KRS 118.170 provides for the manner in which party emblems shall be placed upon ballots. The primary purpose of the emblem or device is to enable voters who are unable to read to cast their ballots without the assistance of the election officers. The case of Thompson v. Yowell, 137 Ky. 766, 126 S.W. 1102, 1103, furnishes an able discussion of that question. That case presents a situation somewhat similar to the one at bar, and we believe it to be controlling here. In the Thompson Case the names of two candidates for chief of police of Lebanon were placed upon the ballot by petition. They were not candidates of any political party. The petitioners for each candidate selected a device to be placed upon the ballot. In printing the ballots the clerk had Yowell's name properly placed upon the ballot, but omitted the device chosen by his petitioners. Yowell received the larger number of votes and the certificate of election was given him. Thompson contested the election on the ground that Yowell's name was illegally placed upon the ballots for the reason that no device or emblem was placed above his name. He contended in the absence of the device the votes cast for Yowell should not have been counted. In upholding Yowell's election, it was said:
"* * * The failure to have the figure or device upon the ballots might have been hurtful, but certainly not helpful, to appellee in the election.
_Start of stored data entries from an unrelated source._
// SPDX-License-Identifier: Apache-2.0
//! DOT graph and Gantt-chart export hooks.
//!
//! Formats are cosmetic and not part of the runtime's contract; only the
//! enable/disable flags on [`crate::RuntimeConfig`] are. The default
//! exporters are no-ops so a host that never asked for artifacts pays
//! nothing for them.

use spider_sched::Schedule;
use spider_srt::FiringDag;

/// Writes a DOT-format rendering of a firing DAG.
pub trait GraphExporter {
    fn export(&self, dag: &FiringDag);
}

/// Writes an SVG Gantt chart of a computed schedule.
pub trait GanttExporter {
    fn export(&self, schedule: &Schedule);
}

/// The default [`GraphExporter`]: does nothing.
#[derive(Debug, Clone, Copy, Default)]
pub struct NullGraphExporter;

impl GraphExporter for NullGraphExporter {
    fn export(&self, _dag: &FiringDag) {}
}

/// The default [`GanttExporter`]: does nothing.
#[derive(Debug, Clone, Copy, Default)]
pub struct NullGanttExporter;

impl GanttExporter for NullGanttExporter {
    fn export(&self, _schedule: &Schedule) {}
}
"In our opinion the voters who cast their ballots for him should not be disfranchised, and the appellee deprived of his office, by the failure of the clerk to place a figure or device on the ballots above his name. If it were shown that the appellee, or any one representing him, was instrumental in having the figure or device omitted from the ballots, with the purpose of obtaining thereby some possible advantage in the election, the case might be different. But this was not made to appear in the case before us."
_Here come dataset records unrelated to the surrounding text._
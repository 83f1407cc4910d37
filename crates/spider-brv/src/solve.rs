// SPDX-License-Identifier: Apache-2.0
//! Balance-equation solver: assigns every non-interface vertex an integer
//! repetition value consistent with every edge's rate ratio.

use std::collections::{BTreeMap, HashSet, VecDeque};

use spider_model::{Graph, VertexSubtype};
use tracing::instrument;

use crate::error::BrvError;
use crate::rational::{lcm_all, Rational};

struct RateEdge {
    edge_index: usize,
    src: usize,
    snk: usize,
    src_rate: i64,
    snk_rate: i64,
}

/// Solves the repetition vector for every non-interface, non-removed
/// vertex of `graph`, against its current parameter snapshot.
///
/// Configuration actors and the graph's own boundary interfaces are
/// pinned to a relative repetition of exactly `1`; every other vertex's
/// value is derived from the edges connecting it to the rest of its
/// connected component.
#[instrument(skip(graph))]
pub fn solve(graph: &Graph) -> Result<BTreeMap<usize, i64>, BrvError> {
    let values = graph.resolved_values();

    let mut rate_edges = Vec::new();
    for edge in graph.live_edges() {
        if edge.is_self_loop() {
            continue;
        }
        let src_rate = edge.src_rate().evaluate(&values)?;
        let snk_rate = edge.snk_rate().evaluate(&values)?;
        if src_rate < 0.0 || snk_rate < 0.0 {
            return Err(BrvError::NegativeRate { edge: edge.index() });
        }
        let src_rate = src_rate.round() as i64;
        let snk_rate = snk_rate.round() as i64;
        if (src_rate == 0) != (snk_rate == 0) {
            return Err(BrvError::ZeroSeed { edge: edge.index() });
        }
        rate_edges.push(RateEdge {
            edge_index: edge.index(),
            src: edge.src_vertex(),
            snk: edge.snk_vertex(),
            src_rate,
            snk_rate,
        });
    }

    let mut adjacency: BTreeMap<usize, Vec<(usize, Rational)>> = BTreeMap::new();
    for re in &rate_edges {
        if re.src_rate == 0 && re.snk_rate == 0 {
            // Both ends idle on this edge; no ratio information, but the
            // vertices are still linked (e.g. a void/zero-rate edge).
            adjacency.entry(re.src).or_default().push((re.snk, Rational::one()));
            adjacency.entry(re.snk).or_default().push((re.src, Rational::one()));
            continue;
        }
        // r(src) * srcRate = r(snk) * snkRate  =>  r(snk) = r(src) * srcRate/snkRate
        let forward = Rational::new(re.src_rate, re.snk_rate);
        let backward = Rational::new(re.snk_rate, re.src_rate);
        adjacency.entry(re.src).or_default().push((re.snk, forward));
        adjacency.entry(re.snk).or_default().push((re.src, backward));
    }

    let participating: HashSet<usize> = graph
        .vertices()
        .map(|v| v.index())
        .filter(|i| adjacency.contains_key(i))
        .collect();
    let isolated: Vec<usize> = graph
        .vertices()
        .filter(|v| !v.subtype().is_interface() && !participating.contains(&v.index()))
        .map(|v| v.index())
        .collect();

    let pinned = |graph: &Graph, v: usize| -> bool {
        graph
            .vertex(v)
            .map(|vx| vx.subtype() == VertexSubtype::Config || vx.subtype().is_interface())
            .unwrap_or(false)
    };

    let mut result: BTreeMap<usize, i64> = BTreeMap::new();
    let mut visited: HashSet<usize> = HashSet::new();

    for &start in &participating {
        if visited.contains(&start) {
            continue;
        }
        let mut component = Vec::new();
        let mut rel: BTreeMap<usize, Rational> = BTreeMap::new();
        let mut queue = VecDeque::new();
        queue.push_back(start);
        visited.insert(start);
        rel.insert(start, Rational::one());

        while let Some(v) = queue.pop_front() {
            component.push(v);
            let Some(neighbors) = adjacency.get(&v) else {
                continue;
            };
            let current = rel[&v];
            for &(next, ratio) in neighbors {
                let expected = current.mul(ratio);
                if let Some(&existing) = rel.get(&next) {
                    if existing != expected {
                        return Err(BrvError::Inconsistent { component });
                    }
                } else {
                    rel.insert(next, expected);
                    visited.insert(next);
                    queue.push_back(next);
                }
            }
        }

        let pinned_in_component: Vec<usize> = component.iter().copied().filter(|&v| pinned(graph, v)).collect();

        let scale: Rational = if let Some(&anchor) = pinned_in_component.first() {
            let anchor_rel = rel[&anchor];
            let scale = Rational::one().div(anchor_rel);
            for &other in &pinned_in_component[1..] {
                if rel[&other] != anchor_rel {
                    return Err(BrvError::Inconsistent { component });
                }
            }
            scale
        } else {
            let denominators = component.iter().map(|v| rel[v].denominator());
            Rational::new(lcm_all(denominators), 1)
        };

        let mut scaled: BTreeMap<usize, i64> = BTreeMap::new();
        for &v in &component {
            let final_value = rel[&v].mul(scale);
            if !final_value.is_integer() {
                return Err(BrvError::Inconsistent { component });
            }
            scaled.insert(v, final_value.numerator());
        }

        let common = scaled.values().copied().fold(0i64, gcd_i64);
        let common = common.max(1);
        for (v, value) in scaled {
            if graph.vertex(v).map(|vx| vx.subtype().is_interface()).unwrap_or(true) {
                continue;
            }
            result.insert(v, value / common);
        }
    }

    for v in isolated {
        result.insert(v, 1);
    }

    for actor in graph.config_actors() {
        result.entry(*actor).or_insert(1);
    }

    Ok(result)
}

fn gcd_i64(a: i64, b: i64) -> i64 {
    let (mut a, mut b) = (a.abs(), b.abs());
    while b != 0 {
        let t = b;
        b = a % b;
        a = t;
    }
    a
}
We have noted in the case at bar there was not an omission of emblems, but rather the misplacing of them, and we do not think the cases can be distinguished on that ground. Justice received 162 votes stamped opposite his name, while Whitt's total vote was only 128. This clearly indicates that a majority of the voters in Magisterial District No. 1 desired to have Justice serve them as their magistrate. There was a large vote cast. There was little or no confusion, and no showing of fraud on the part of either Justice or any of the Martin County officials. It appears to us that if we upheld the chancellor's ruling we would be defeating or setting aside the choice of the voters in Magisterial District No. 1.
In closing we may say that Whitt attempts to distinguish the Thompson case on the ground that the candidates' names were placed upon the ballot by petition and not as nominees of old established political parties, but we believe this distinction to be groundless. In each case there was a regular election for a public office. Furthermore, the vote itself refutes this argument because, even though rival candidates of old established parties were involved in the case at bar, and admittedly the election was in a section where there may be a number of voters who are unable to read, there were only 10 ballots on which the stamp was placed under the emblem of the Republican party. These 10 ballots have been deducted from Justice's total vote of 172 and have not been considered in arriving at the conclusion that he was duly elected by a majority of the voters in Magisterial District No. 1.
Judgment reversed, with directions to set it aside and for the entry of a judgment in conformity with this opinion.